Lexbase : Comment analysez-vous l'échec du sommet de Copenhague, qui se voulait la "réunion de la dernière chance" ?

Olivier Godard : Parler d'échec, c'est situer l'événement par rapport aux vives attentes et aux efforts intenses consentis qui, les unes et les autres, s'inscrivaient dans une direction précise, celle d'une coordination internationale de plus en plus forte et "juridiquement contraignante" sur un périmètre de plus en plus étendu devant englober, de façon ultime, l'ensemble de la communauté internationale. A Copenhague c'est l'idéal, surtout européen, d'un quasi-gouvernement mondial de la protection du climat qui s'est fracassé. Il n'a pas laissé la place à rien, mais à une coordination faible restaurant en sa majesté le principe de souveraineté des grandes puissances et, par la force des choses, la domination des vues des pays les plus émetteurs en gaz à effet de serre (GES) sur les règles du jeu.
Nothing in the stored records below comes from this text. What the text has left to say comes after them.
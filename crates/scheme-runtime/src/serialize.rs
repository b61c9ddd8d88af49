//! `display`, `write`, and `pretty-print`.
//!
//! The three share one recursive walker parameterized by an
//! [`AtomFormat`] strategy, the way `son.rs`'s `format_value` is
//! parameterized by a `SonConfig` (`pretty`/`indent`) rather than having
//! three separate stringifiers. The list/vector/hash-map/object cases are
//! grounded on `heist_types_toolkit.hpp`'s `cio_list_str_recur`,
//! `cio_vect_str`, `cio_hmap_str`, and `cio_obj_str` (spec.md §4.2);
//! cyclic structure detection reuses [`crate::cycle`].

use std::rc::Rc;

use scheme_core::error::MethodDispatch;
use scheme_core::interp::Interpreter;
use scheme_core::number::Number;
use scheme_core::symbol::encode_escapes;
use scheme_core::value::Value;

use crate::cycle::{classify, CycleSafeIter, ListShape};

/// Whether atoms are rendered human-readably (`display`) or in
/// read-back-safe form (`write`). son.rs's `compact()`/`pretty()`
/// constructors are the model for these small config toggles.
#[derive(Clone, Copy, Debug, PartialEq, Eq)]
pub enum AtomFormat {
    Display,
    Write,
}

pub fn display(v: &Value, interp: &Interpreter) -> String {
    format_value(v, AtomFormat::Display, interp.method_dispatch().as_deref())
}

pub fn write(v: &Value, interp: &Interpreter) -> String {
    format_value(v, AtomFormat::Write, interp.method_dispatch().as_deref())
}

fn format_value(v: &Value, fmt: AtomFormat, dispatch: Option<&dyn MethodDispatch>) -> String {
    match v {
        Value::Undefined => "#<undefined>".to_string(),
        Value::Void => "#<void>".to_string(),
        Value::UnspecifiedExecutable => "#<unspecified>".to_string(),
        Value::Bool(true) => "#t".to_string(),
        Value::Bool(false) => "#f".to_string(),
        Value::Number(n) => format_number(n),
        Value::Char(c) => format_char(*c, fmt),
        Value::Symbol(s) => match fmt {
            AtomFormat::Display => s.as_str().to_string(),
            AtomFormat::Write => encode_escapes(s.as_str()),
        },
        Value::Str(s) => match fmt {
            AtomFormat::Display => s.borrow().clone(),
            AtomFormat::Write => format_string(&s.borrow()),
        },
        Value::Pair(_) if crate::streams::is_stream_pair(v) => "#<stream>".to_string(),
        Value::Pair(_) => format_pair_chain(v, fmt, dispatch),
        Value::Vector(vec) => {
            let items: Vec<String> = vec
                .borrow()
                .iter()
                .map(|e| format_value(e, fmt, dispatch))
                .collect();
            format!("#({})", items.join(" "))
        }
        Value::HashMap(m) => format_hashmap(m, fmt, dispatch),
        Value::Primitive(p) => format!("#<procedure {}>", p.name),
        Value::Compound(c) => match &*c.name.borrow() {
            Some(name) => format!("#<procedure {}>", name),
            None => "#<procedure>".to_string(),
        },
        Value::Delay(_) => "#<promise>".to_string(),
        Value::Environment(_) => "#<environment>".to_string(),
        Value::SyntaxRule(s) => format!("#<syntax-rules {}>", s.label),
        Value::InPort(_) => "#<input-port>".to_string(),
        Value::OutPort(_) => "#<output-port>".to_string(),
        Value::Expr(items) => {
            let rendered: Vec<String> = items.iter().map(|e| format_value(e, fmt, dispatch)).collect();
            format!("({})", rendered.join(" "))
        }
        Value::Object(o) => format_object(o, fmt, dispatch),
    }
}

fn format_number(n: &Number) -> String {
    n.to_string()
}

fn format_char(c: char, fmt: AtomFormat) -> String {
    if fmt == AtomFormat::Display {
        return c.to_string();
    }
    match c {
        ' ' => "#\\space".to_string(),
        '\n' => "#\\newline".to_string(),
        '\t' => "#\\tab".to_string(),
        '\r' => "#\\return".to_string(),
        '\0' => "#\\null".to_string(),
        c => format!("#\\{}", c),
    }
}

/// Escapes mirror son.rs's `format_string`: the common named escapes plus
/// `\u{:04x}` for anything else unprintable.
fn format_string(s: &str) -> String {
    let mut out = String::with_capacity(s.len() + 2);
    out.push('"');
    for c in s.chars() {
        match c {
            '"' => out.push_str("\\\""),
            '\\' => out.push_str("\\\\"),
            '\n' => out.push_str("\\n"),
            '\r' => out.push_str("\\r"),
            '\t' => out.push_str("\\t"),
            c if (c as u32) < 0x20 => out.push_str(&format!("\\u{{{:04x}}}", c as u32)),
            c => out.push(c),
        }
    }
    out.push('"');
    out
}

/// Grounded on `cio_list_str_recur`: walks the chain cycle-safely and
/// prints `<...cycle>` instead of looping when a circular tail is hit.
fn format_pair_chain(head: &Value, fmt: AtomFormat, dispatch: Option<&dyn MethodDispatch>) -> String {
    let shape = classify(head);
    let mut iter = CycleSafeIter::new(head);
    let mut parts = Vec::new();
    for item in &mut iter {
        parts.push(format_value(&item, fmt, dispatch));
    }
    let body = parts.join(" ");
    match shape {
        ListShape::Proper => format!("({})", body),
        ListShape::Improper => {
            let tail = iter.tail().unwrap_or(Value::Undefined);
            format!("({} . {})", body, format_value(&tail, fmt, dispatch))
        }
        ListShape::Cyclic(_) => format!("({} <...cycle>)", body),
    }
}

/// Grounded on `cio_hmap_str`'s `$(k1 v1 k2 v2 ...)` layout; entries are
/// sorted by their rendered key text so output is deterministic, the way
/// son.rs sorts map entries before printing.
fn format_hashmap(
    m: &scheme_core::value::HashMapHandle,
    fmt: AtomFormat,
    dispatch: Option<&dyn MethodDispatch>,
) -> String {
    let map = m.borrow();
    let mut entries: Vec<(String, String)> = map
        .iter()
        .map(|(k, v)| {
            let key_value = key_to_value(k);
            (format_value(&key_value, fmt, dispatch), format_value(v, fmt, dispatch))
        })
        .collect();
    entries.sort_by(|a, b| a.0.cmp(&b.0));
    let flat: Vec<String> = entries.into_iter().flat_map(|(k, v)| [k, v]).collect();
    format!("${}", format!("({})", flat.join(" ")))
}

fn key_to_value(k: &scheme_core::value::HashKey) -> Value {
    use scheme_core::value::HashKey;
    match k {
        HashKey::Bool(b) => Value::Bool(*b),
        HashKey::Char(c) => Value::Char(*c),
        HashKey::ExactInt(i) => Value::Number(Number::Exact(*i)),
        HashKey::Symbol(s) => Value::Symbol(s.clone()),
        HashKey::Str(s) => Value::Str(Rc::new(std::cell::RefCell::new(s.clone()))),
    }
}

/// Grounded on `cio_obj_str`: try the user-defined stringifier method
/// first, fall back to an opaque `#<object[ADDR]>` tag (Heist falls back
/// the same way on any exception from the method call).
fn format_object(
    o: &Rc<std::cell::RefCell<scheme_core::value::ObjectData>>,
    fmt: AtomFormat,
    dispatch: Option<&dyn MethodDispatch>,
) -> String {
    if let Some(d) = dispatch {
        let invoked = {
            let ob = o.borrow();
            d.invoke(&ob, "this->string", &[])
        };
        if let Ok(Some(result)) = invoked {
            return format_value(&result, fmt, dispatch);
        }
    }
    format!("#<object[{:#x}]>", Rc::as_ptr(o) as usize)
}

/// Greedy column-budget pretty printer, simplified from
/// `pretty_print_pprint_data`'s first-element-packing heuristic: if the
/// single-line `write` form fits within the interpreter's configured
/// width, use it; otherwise break each list element onto its own
/// 2-space-indented line, recursing so nested lists get the same
/// treatment.
pub fn pretty_print(v: &Value, interp: &Interpreter) -> String {
    let width = interp.pprint_width();
    let dispatch = interp.method_dispatch();
    pretty_at(v, width, 0, dispatch.as_deref())
}

fn pretty_at(v: &Value, width: usize, indent: usize, dispatch: Option<&dyn MethodDispatch>) -> String {
    let flat = format_value(v, AtomFormat::Write, dispatch);
    if flat.len() + indent <= width || !matches!(v, Value::Pair(_)) || crate::streams::is_stream_pair(v) {
        return flat;
    }

    let shape = classify(v);
    if matches!(shape, ListShape::Cyclic(_)) {
        return flat;
    }

    let mut iter = CycleSafeIter::new(v);
    let mut lines = Vec::new();
    let pad = " ".repeat(indent + 2);
    for item in &mut iter {
        lines.push(format!("{}{}", pad, pretty_at(&item, width, indent + 2, dispatch)));
    }
    let outer_pad = " ".repeat(indent);
    match shape {
        ListShape::Proper => format!("(\n{}\n{})", lines.join("\n"), outer_pad),
        ListShape::Improper => {
            let tail = iter.tail().unwrap_or(Value::Undefined);
            lines.push(format!("{}. {}", pad, pretty_at(&tail, width, indent + 2, dispatch)));
            format!("(\n{}\n{})", lines.join("\n"), outer_pad)
        }
        ListShape::Cyclic(_) => unreachable!("handled above"),
    }
}

#[cfg(test)]
mod tests {
    use super::*;
    use scheme_core::number::Number;

    fn list_of(items: &[i64]) -> Value {
        let mut tail = Value::empty_list();
        for &i in items.iter().rev() {
            tail = Value::cons(Value::Number(Number::Exact(i)), tail);
        }
        tail
    }

    #[test]
    fn display_does_not_quote_strings() {
        let interp = Interpreter::new();
        let s = Value::Str(Rc::new(std::cell::RefCell::new("hi".to_string())));
        assert_eq!(display(&s, &interp), "hi");
    }

    #[test]
    fn write_quotes_and_escapes_strings() {
        let interp = Interpreter::new();
        let s = Value::Str(Rc::new(std::cell::RefCell::new("a\"b".to_string())));
        assert_eq!(write(&s, &interp), "\"a\\\"b\"");
    }

    #[test]
    fn write_renders_a_proper_list() {
        let interp = Interpreter::new();
        assert_eq!(write(&list_of(&[1, 2, 3]), &interp), "(1 2 3)");
    }

    #[test]
    fn write_renders_an_improper_list_with_dot() {
        let interp = Interpreter::new();
        let improper = Value::cons(Value::Number(Number::Exact(1)), Value::Bool(false));
        assert_eq!(write(&improper, &interp), "(1 . #f)");
    }

    #[test]
    fn write_marks_cyclic_lists_instead_of_looping() {
        let interp = Interpreter::new();
        let pair = match Value::cons(Value::Number(Number::Exact(1)), Value::empty_list()) {
            Value::Pair(p) => p,
            _ => unreachable!(),
        };
        pair.borrow_mut().cdr = Value::Pair(pair.clone());
        let rendered = write(&Value::Pair(pair), &interp);
        assert!(rendered.contains("<...cycle>"));
    }

    #[test]
    fn pretty_print_fits_small_lists_on_one_line() {
        let interp = Interpreter::new();
        assert_eq!(pretty_print(&list_of(&[1, 2, 3]), &interp), "(1 2 3)");
    }

    #[test]
    fn write_renders_a_stream_pair_opaquely_without_forcing() {
        let interp = Interpreter::new();
        let tail_env = scheme_core::env::new_global();
        let stream = crate::streams::scons(Value::Number(Number::Exact(1)), Value::Bool(false), tail_env);
        assert_eq!(write(&stream, &interp), "#<stream>");
    }

    #[test]
    fn pretty_print_breaks_wide_lists_onto_multiple_lines() {
        let interp = Interpreter::new().with_pprint_width(10);
        let wide = list_of(&[111_111, 222_222, 333_333]);
        let rendered = pretty_print(&wide, &interp);
        assert!(rendered.contains('\n'));
    }
}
Copenhague l'a mis en scène devant les caméras du monde entier : les européens, qui se prenaient pour les leaders historiques naturels du combat pour le climat et pour sa gouvernance mondiale, se sont vu signifier avec netteté que d'autres reprenaient les choses en main à leur manière. Ces autres, réunissant puissances dominantes d'aujourd'hui et de demain, ont élaboré entre eux un modus vivendi pompeusement appelé "accord de Copenhague" qui a l'immense avantage, à leurs yeux, de ne pas préempter leurs politiques domestiques et de ne pas les lier à un pouvoir supranational. Ils n'ont laissé aux européens maintenus hors du coup qu'une seule option, comme les grandes puissances avaient coutume de le faire avec les "petits" Etats : signer sur le papier là où on le leur disait.

Copenhague, c'est à la fois l'échec du leadership européen et l'échec d'une conception forte, empreinte de supranationalité, de la coordination internationale pour la protection de biens collectifs planétaires. C'est aussi la fin du rêve de certains économistes de voir s'installer un marché mondial du carbone. Paradoxalement, un tel marché n'était envisageable que dans le scénario d'une coordination forte avec des règles et des limites d'émissions contraignantes. Des marchés du carbone resteront possibles à l'échelle des pays ou de régions, comme l'Europe, mais, dans la mesure où ils reflèteront des ambitions et des contraintes hétérogènes, ils ne pourront pas être couplés : si l'Europe se donne un prix directeur de 30 euros la tonne et que les Etats-Unis ne veulent pas d'objectifs trop contraignants qui les amèneraient au-delà de 10 dollars, ces derniers ne voudront pas coupler leurs système avec celui des européens. Il restera peut-être un élément commun aux différentes initiatives régionales : les mécanismes de projets comme le mécanisme de développement propre actuel. Les ensembles régionaux pourront être en compétition pour la récupération de crédits offsets tirés de projets réalisés dans les pays en développement.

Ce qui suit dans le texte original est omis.